TRY IT: The lines below that include "StorageConfig" are to be found and copied.
[[ DATA TO USE, beginning ]]
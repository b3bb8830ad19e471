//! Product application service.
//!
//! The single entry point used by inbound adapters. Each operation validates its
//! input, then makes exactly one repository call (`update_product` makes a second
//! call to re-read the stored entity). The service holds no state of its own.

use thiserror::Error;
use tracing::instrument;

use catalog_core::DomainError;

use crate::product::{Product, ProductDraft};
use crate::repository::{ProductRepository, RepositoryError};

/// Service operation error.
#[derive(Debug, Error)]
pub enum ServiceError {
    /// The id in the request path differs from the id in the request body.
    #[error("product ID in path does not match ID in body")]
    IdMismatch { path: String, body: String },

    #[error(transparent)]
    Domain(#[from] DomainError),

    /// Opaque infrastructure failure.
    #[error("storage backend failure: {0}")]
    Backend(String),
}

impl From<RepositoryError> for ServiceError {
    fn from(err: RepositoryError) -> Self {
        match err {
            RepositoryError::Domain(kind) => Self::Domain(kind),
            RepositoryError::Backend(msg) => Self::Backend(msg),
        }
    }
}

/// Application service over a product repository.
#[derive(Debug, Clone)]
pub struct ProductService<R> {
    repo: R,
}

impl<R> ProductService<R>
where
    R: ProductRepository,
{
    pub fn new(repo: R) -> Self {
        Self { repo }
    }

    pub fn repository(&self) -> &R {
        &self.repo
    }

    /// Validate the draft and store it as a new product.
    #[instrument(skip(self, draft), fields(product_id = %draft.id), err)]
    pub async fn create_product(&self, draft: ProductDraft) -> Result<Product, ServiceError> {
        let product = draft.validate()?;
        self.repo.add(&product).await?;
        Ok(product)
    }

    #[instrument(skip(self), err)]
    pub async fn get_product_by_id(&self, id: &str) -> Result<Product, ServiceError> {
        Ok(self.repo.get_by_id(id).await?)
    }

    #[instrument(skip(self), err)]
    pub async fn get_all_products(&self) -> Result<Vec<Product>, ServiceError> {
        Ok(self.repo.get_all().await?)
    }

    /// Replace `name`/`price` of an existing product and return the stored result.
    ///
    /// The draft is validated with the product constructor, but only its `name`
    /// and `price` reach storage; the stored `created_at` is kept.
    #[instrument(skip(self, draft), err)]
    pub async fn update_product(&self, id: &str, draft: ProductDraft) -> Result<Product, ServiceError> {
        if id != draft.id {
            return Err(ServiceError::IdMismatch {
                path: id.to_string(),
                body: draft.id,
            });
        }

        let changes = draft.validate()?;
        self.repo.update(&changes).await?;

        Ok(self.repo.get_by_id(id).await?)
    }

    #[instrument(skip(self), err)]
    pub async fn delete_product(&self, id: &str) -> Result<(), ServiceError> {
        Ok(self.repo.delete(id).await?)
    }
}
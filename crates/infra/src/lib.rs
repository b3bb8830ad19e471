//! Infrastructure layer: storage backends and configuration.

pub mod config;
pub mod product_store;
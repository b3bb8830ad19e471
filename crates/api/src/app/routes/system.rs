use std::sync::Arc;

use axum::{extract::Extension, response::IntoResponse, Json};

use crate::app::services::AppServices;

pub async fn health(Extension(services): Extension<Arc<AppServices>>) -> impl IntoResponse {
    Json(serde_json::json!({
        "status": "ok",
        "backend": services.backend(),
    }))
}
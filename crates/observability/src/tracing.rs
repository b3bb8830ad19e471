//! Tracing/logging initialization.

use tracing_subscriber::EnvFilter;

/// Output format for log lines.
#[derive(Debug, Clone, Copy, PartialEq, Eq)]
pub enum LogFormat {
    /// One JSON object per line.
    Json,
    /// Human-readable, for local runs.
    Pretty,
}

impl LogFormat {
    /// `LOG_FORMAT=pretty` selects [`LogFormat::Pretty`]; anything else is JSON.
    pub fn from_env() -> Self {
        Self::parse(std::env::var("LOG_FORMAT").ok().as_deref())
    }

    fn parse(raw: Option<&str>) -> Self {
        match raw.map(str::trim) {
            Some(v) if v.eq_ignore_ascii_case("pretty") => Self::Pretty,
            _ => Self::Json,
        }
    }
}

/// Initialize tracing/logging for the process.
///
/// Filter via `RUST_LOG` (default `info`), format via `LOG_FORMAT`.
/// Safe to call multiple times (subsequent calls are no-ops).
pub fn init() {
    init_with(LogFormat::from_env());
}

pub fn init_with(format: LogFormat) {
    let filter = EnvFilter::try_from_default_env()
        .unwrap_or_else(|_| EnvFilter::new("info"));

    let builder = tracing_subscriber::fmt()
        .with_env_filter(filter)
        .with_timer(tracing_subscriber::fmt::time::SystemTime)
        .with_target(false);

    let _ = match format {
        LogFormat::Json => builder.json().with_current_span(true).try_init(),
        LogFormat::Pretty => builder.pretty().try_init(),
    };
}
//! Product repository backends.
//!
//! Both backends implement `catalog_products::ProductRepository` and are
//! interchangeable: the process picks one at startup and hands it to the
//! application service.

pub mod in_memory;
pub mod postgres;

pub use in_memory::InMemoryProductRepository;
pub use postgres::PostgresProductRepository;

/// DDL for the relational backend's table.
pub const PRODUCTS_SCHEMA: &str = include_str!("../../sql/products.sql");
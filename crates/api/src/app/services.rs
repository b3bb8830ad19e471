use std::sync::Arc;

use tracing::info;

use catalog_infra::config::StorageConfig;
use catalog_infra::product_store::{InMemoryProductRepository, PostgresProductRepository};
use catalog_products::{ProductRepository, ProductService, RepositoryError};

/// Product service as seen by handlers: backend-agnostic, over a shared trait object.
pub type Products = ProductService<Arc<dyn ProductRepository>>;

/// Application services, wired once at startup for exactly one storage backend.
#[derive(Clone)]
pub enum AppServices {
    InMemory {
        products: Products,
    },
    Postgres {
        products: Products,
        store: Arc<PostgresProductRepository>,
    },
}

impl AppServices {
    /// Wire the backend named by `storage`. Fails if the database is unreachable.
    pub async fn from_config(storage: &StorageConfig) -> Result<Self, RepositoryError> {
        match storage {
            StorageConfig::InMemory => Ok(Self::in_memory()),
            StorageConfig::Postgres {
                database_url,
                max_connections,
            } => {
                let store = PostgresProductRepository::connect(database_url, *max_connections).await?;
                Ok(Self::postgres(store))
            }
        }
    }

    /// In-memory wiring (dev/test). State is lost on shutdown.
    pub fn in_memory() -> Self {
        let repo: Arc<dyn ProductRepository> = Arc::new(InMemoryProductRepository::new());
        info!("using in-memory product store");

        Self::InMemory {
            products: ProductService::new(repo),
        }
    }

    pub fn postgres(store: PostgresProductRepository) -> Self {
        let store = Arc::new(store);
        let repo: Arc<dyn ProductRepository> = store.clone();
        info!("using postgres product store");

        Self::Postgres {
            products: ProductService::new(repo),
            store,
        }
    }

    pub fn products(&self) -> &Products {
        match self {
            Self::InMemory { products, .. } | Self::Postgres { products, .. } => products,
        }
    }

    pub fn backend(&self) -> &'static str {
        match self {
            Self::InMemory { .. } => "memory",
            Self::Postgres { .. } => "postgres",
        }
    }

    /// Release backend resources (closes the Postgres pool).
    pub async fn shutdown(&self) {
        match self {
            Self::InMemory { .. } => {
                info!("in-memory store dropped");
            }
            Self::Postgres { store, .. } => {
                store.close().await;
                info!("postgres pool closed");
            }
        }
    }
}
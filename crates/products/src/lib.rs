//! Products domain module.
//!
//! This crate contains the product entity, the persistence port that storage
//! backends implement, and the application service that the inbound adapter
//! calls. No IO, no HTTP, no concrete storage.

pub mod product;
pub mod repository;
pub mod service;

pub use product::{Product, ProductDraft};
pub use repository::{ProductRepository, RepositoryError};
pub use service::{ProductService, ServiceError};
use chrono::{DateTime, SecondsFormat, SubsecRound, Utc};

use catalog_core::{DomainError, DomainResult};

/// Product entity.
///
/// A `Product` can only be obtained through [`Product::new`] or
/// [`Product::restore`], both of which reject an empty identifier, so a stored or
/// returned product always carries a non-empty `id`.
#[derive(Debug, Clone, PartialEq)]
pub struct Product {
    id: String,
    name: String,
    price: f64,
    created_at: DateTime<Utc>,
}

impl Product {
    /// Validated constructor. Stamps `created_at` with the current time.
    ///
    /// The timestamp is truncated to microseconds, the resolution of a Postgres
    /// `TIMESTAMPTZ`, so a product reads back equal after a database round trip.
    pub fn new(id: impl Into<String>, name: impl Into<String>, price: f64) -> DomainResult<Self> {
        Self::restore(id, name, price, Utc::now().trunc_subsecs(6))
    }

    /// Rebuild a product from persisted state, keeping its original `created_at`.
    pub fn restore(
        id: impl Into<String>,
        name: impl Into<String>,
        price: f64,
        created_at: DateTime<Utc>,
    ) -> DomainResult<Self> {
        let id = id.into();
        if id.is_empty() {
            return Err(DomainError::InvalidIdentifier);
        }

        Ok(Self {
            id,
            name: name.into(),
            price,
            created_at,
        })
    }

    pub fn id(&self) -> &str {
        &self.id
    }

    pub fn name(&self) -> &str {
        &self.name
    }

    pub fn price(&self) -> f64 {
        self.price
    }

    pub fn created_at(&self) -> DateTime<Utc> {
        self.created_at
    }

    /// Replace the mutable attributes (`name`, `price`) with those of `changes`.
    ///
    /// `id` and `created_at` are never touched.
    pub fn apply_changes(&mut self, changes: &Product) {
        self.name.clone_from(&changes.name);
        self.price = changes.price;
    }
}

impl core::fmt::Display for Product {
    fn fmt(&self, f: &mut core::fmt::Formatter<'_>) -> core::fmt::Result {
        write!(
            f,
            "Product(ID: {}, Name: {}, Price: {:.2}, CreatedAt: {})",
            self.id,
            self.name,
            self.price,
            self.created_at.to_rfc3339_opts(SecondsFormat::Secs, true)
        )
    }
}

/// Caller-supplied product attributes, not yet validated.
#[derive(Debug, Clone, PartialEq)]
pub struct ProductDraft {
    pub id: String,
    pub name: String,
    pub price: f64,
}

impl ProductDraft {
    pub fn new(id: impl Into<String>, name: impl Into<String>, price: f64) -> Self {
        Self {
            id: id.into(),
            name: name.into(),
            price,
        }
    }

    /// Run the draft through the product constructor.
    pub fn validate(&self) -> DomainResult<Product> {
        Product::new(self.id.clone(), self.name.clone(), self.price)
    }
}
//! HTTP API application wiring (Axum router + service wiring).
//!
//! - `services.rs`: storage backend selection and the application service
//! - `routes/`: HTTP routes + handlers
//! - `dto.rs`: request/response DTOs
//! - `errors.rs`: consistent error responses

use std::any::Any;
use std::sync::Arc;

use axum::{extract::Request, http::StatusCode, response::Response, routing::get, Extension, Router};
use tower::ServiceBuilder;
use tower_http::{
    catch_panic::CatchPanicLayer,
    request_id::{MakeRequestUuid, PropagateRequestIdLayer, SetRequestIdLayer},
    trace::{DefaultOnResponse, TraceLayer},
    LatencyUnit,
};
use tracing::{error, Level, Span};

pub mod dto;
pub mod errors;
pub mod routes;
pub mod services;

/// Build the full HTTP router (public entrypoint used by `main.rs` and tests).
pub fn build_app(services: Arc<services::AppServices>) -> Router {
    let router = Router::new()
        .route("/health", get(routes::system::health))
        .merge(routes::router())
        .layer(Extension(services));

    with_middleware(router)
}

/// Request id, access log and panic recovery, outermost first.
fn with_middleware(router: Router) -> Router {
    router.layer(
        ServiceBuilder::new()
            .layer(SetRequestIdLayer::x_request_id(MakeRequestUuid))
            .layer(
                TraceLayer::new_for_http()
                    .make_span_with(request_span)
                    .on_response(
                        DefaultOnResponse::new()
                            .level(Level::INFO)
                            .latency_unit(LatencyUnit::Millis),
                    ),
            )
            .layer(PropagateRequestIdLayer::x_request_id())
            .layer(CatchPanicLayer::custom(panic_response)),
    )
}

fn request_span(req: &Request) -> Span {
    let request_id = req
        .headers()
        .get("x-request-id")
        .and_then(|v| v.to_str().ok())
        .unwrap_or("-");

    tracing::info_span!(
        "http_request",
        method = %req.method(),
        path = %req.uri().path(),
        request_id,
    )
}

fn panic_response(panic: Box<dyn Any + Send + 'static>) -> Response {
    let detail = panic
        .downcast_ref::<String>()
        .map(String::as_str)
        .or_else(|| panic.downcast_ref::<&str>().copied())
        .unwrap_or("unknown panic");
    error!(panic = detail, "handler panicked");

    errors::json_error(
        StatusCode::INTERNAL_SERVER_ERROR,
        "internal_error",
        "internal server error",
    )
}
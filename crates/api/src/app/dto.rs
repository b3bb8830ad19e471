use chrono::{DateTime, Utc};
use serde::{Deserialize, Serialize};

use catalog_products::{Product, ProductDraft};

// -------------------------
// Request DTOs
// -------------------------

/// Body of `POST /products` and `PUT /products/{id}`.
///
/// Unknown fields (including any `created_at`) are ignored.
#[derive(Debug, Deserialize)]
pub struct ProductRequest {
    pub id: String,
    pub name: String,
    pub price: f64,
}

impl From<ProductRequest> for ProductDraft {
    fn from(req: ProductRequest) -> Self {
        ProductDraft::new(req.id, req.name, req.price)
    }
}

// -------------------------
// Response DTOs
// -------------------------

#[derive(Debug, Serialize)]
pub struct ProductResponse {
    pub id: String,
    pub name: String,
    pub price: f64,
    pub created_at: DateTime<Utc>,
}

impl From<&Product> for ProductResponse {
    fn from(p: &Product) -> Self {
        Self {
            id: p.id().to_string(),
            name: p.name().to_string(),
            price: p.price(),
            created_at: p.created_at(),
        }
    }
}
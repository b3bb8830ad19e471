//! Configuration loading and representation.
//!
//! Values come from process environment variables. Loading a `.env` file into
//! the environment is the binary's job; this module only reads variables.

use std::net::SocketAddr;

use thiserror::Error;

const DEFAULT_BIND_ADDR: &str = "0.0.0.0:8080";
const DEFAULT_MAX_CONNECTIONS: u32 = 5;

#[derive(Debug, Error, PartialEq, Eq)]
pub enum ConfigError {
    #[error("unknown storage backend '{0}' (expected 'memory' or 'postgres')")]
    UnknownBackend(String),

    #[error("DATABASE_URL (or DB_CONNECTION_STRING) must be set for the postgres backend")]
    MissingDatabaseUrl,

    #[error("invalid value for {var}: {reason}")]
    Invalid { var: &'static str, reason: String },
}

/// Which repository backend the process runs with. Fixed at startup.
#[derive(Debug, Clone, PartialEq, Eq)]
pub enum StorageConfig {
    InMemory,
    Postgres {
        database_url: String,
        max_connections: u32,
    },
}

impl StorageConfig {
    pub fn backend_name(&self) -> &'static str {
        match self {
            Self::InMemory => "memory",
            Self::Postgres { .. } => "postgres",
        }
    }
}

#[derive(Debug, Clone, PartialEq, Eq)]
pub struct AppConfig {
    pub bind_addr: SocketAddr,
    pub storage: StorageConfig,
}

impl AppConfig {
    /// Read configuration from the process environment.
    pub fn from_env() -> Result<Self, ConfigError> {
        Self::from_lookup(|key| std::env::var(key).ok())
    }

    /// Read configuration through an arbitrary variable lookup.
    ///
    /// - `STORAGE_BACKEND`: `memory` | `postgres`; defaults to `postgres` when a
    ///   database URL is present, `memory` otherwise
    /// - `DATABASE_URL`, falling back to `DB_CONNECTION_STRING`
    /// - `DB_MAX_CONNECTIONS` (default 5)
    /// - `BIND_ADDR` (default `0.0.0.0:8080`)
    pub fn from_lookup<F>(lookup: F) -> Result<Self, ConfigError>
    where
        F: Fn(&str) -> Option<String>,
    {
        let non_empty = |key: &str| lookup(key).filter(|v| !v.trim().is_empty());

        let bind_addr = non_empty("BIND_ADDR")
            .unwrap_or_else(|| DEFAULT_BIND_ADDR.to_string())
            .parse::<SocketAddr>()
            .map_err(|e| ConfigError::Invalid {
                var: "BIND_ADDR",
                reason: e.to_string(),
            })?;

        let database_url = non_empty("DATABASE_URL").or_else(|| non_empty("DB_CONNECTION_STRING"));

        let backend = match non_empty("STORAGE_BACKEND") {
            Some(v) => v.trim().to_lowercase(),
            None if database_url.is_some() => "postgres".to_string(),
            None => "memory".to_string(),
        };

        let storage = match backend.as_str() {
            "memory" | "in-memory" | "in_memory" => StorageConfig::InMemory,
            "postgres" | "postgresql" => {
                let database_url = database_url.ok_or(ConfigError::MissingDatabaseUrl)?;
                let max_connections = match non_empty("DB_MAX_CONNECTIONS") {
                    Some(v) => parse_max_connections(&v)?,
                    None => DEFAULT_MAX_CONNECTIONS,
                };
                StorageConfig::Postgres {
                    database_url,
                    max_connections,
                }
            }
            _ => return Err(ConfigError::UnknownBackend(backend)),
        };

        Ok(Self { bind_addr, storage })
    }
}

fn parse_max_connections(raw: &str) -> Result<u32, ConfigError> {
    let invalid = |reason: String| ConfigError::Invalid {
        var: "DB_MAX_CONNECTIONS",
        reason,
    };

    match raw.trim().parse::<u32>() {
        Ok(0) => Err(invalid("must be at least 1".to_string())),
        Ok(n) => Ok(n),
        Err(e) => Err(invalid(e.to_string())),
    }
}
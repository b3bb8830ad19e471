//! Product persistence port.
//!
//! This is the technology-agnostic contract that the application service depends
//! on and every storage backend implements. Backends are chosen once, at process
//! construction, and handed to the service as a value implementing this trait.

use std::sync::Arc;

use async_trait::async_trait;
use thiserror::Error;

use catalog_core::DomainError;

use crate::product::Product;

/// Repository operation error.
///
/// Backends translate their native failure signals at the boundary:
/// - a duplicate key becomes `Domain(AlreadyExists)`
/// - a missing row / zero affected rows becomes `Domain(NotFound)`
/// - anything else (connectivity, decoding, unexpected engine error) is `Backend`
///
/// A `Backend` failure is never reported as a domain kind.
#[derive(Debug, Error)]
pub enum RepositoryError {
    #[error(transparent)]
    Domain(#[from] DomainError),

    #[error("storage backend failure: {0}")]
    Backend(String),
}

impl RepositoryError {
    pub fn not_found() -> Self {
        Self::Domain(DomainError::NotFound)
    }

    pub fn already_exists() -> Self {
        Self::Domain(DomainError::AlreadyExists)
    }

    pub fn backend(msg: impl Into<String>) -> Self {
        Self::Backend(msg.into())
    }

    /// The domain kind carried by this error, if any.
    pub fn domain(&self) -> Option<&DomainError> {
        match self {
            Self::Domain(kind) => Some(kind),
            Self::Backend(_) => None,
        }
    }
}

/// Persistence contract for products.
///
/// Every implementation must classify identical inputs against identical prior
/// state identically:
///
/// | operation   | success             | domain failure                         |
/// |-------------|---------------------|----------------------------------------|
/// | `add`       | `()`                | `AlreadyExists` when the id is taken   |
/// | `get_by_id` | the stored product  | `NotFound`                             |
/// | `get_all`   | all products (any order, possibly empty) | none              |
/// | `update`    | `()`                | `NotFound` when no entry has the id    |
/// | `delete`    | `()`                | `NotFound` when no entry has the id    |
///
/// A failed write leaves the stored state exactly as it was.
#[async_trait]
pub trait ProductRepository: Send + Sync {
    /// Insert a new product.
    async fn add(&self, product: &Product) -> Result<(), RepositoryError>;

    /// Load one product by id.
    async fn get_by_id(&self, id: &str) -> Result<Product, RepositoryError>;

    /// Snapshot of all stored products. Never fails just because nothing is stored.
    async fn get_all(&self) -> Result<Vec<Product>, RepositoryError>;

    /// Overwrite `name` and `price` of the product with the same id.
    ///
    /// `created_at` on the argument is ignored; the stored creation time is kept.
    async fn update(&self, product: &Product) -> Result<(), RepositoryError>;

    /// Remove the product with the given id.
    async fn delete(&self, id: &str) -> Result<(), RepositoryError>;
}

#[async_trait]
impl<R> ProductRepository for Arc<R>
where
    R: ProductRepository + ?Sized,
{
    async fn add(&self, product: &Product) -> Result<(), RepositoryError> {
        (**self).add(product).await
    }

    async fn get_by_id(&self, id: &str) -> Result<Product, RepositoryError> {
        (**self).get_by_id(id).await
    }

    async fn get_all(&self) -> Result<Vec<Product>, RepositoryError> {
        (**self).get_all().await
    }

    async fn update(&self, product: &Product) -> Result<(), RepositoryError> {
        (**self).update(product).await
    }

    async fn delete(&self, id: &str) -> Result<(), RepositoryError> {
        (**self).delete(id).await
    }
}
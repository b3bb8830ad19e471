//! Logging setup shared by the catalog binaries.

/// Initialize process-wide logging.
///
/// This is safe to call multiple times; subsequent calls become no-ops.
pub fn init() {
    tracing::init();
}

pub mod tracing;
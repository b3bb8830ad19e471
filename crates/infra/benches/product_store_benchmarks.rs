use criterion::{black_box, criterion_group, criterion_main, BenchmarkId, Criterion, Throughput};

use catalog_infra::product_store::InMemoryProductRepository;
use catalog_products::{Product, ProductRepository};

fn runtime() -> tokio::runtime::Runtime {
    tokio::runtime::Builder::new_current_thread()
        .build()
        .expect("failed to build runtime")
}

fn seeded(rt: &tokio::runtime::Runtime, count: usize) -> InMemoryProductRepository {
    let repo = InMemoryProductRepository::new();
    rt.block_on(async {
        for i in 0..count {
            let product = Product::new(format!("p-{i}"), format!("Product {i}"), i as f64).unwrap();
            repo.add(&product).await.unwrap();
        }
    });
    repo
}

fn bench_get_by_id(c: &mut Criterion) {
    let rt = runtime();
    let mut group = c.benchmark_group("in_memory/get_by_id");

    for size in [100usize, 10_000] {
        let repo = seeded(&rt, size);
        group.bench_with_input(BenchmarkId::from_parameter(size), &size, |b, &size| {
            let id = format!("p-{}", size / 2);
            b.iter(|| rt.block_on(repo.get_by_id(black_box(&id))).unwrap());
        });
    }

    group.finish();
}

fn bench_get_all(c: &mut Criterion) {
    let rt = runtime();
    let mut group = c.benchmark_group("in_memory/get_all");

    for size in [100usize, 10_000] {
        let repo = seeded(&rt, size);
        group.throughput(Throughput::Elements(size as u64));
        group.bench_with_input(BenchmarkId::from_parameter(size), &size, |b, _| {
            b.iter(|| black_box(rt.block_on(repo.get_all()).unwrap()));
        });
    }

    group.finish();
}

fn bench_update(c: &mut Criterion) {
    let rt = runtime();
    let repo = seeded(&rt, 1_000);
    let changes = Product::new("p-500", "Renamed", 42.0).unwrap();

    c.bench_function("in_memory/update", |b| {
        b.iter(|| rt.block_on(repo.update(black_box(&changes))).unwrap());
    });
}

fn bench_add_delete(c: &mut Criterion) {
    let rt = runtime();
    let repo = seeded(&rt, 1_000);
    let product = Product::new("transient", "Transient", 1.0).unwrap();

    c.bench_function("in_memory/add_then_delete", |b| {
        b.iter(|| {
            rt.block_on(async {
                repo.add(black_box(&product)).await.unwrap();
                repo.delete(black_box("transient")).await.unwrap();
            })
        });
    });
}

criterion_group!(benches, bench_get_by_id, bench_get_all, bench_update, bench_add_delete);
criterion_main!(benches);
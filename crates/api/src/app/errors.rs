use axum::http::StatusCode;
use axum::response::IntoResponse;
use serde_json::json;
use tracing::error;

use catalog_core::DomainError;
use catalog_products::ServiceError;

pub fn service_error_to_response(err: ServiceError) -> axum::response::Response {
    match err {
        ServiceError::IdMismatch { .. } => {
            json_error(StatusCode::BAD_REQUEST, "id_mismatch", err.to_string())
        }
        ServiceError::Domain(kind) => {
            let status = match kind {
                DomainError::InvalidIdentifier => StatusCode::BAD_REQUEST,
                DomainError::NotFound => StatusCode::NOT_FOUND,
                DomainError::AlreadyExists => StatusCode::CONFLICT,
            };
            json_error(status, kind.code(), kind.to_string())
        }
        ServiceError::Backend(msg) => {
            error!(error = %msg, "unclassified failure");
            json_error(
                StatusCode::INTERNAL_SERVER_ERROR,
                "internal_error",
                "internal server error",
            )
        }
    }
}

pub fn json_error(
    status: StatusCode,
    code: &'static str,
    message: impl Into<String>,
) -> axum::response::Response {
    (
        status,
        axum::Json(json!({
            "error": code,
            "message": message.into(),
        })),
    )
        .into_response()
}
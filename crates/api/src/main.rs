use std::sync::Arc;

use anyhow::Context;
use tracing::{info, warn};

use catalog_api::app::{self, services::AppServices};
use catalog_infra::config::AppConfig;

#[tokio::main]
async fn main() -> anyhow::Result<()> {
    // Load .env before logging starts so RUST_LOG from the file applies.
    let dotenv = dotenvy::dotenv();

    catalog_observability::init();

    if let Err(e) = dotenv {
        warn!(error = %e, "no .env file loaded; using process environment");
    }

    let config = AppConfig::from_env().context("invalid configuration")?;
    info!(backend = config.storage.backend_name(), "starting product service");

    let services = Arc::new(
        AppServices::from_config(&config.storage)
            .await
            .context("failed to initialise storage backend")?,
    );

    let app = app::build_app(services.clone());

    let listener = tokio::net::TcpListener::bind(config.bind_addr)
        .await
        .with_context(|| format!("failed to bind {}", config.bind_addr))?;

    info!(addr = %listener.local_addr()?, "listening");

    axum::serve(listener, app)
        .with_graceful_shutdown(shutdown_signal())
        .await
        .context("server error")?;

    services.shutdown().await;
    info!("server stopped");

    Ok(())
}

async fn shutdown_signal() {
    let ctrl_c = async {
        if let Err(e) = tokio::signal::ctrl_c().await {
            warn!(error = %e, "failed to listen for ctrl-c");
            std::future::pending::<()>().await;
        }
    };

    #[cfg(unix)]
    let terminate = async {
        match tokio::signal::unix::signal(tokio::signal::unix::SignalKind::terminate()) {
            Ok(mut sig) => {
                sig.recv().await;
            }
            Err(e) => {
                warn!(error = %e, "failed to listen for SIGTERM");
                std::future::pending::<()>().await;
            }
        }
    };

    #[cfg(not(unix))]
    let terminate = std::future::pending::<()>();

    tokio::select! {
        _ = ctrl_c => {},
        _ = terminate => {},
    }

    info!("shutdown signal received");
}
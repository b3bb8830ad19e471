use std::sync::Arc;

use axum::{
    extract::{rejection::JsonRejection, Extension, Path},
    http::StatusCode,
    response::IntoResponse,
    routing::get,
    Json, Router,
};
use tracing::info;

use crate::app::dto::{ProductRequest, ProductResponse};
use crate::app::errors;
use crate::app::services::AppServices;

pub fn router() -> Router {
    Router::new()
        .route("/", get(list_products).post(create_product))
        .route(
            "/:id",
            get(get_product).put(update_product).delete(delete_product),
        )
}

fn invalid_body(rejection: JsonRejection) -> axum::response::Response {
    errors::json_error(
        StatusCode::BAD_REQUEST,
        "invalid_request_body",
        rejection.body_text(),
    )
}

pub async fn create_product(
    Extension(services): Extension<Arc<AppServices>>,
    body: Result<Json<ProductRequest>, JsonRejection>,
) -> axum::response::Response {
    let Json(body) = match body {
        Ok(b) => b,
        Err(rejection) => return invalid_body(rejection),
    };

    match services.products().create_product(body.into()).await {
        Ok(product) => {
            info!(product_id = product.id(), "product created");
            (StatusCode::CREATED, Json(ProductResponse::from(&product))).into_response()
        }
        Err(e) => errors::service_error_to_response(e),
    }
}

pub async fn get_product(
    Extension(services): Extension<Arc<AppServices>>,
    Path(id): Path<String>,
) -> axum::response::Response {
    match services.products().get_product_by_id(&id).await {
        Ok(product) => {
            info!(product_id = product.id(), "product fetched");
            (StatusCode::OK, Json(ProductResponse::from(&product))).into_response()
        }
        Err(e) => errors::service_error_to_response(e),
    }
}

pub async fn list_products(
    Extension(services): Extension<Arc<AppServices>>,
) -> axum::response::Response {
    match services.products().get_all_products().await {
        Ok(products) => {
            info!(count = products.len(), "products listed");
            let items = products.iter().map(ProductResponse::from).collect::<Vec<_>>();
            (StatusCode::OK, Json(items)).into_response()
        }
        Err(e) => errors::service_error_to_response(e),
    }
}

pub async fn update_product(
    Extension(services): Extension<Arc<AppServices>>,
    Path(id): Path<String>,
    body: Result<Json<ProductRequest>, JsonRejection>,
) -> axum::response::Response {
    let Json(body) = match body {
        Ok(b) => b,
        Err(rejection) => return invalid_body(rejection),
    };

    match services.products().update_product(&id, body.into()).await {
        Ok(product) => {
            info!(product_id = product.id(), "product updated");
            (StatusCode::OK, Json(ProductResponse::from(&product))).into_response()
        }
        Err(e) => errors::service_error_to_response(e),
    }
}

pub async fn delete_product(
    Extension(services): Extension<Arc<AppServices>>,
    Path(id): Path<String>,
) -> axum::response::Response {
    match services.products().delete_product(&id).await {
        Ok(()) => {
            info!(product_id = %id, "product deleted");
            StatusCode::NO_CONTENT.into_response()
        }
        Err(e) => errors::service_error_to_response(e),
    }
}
[[ DATA TO USE, end ]]
RESPONSE FOR THIS EXERCISE:
use catalog_infra::config::StorageConfig;
    pub async fn from_config(storage: &StorageConfig) -> Result<Self, RepositoryError> {
            StorageConfig::InMemory => Ok(Self::in_memory()),
            StorageConfig::Postgres {
pub enum StorageConfig {
impl StorageConfig {
    pub storage: StorageConfig,
            "memory" | "in-memory" | "in_memory" => StorageConfig::InMemory,
                StorageConfig::Postgres {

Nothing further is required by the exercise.